_About this task:_ Your reply should be one number: how many lines of the material contain the word "None".

(Material for this task)

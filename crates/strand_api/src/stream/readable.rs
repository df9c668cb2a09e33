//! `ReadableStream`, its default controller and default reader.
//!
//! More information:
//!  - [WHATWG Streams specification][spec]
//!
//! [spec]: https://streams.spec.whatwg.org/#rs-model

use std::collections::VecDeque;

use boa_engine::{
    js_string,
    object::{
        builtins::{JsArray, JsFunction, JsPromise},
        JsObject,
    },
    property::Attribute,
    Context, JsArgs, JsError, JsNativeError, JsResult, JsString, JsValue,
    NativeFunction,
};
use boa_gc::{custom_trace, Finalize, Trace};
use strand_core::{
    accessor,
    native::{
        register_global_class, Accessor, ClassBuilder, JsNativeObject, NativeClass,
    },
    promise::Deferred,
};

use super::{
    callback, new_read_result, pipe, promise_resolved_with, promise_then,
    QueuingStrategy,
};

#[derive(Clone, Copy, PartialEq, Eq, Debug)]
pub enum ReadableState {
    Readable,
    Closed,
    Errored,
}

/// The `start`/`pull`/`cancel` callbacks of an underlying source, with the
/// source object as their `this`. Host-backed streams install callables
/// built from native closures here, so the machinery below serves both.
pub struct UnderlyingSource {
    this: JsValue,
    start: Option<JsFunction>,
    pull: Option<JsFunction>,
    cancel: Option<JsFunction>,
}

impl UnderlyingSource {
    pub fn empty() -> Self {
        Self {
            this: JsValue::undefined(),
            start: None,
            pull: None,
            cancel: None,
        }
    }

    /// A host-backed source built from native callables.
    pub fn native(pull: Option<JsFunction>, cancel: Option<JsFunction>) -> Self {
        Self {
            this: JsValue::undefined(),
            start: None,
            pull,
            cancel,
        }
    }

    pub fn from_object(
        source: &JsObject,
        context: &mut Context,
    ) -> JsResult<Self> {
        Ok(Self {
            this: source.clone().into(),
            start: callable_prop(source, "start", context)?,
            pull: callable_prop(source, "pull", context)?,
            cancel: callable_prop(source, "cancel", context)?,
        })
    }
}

(End Material for this task)

_Response area:_ 4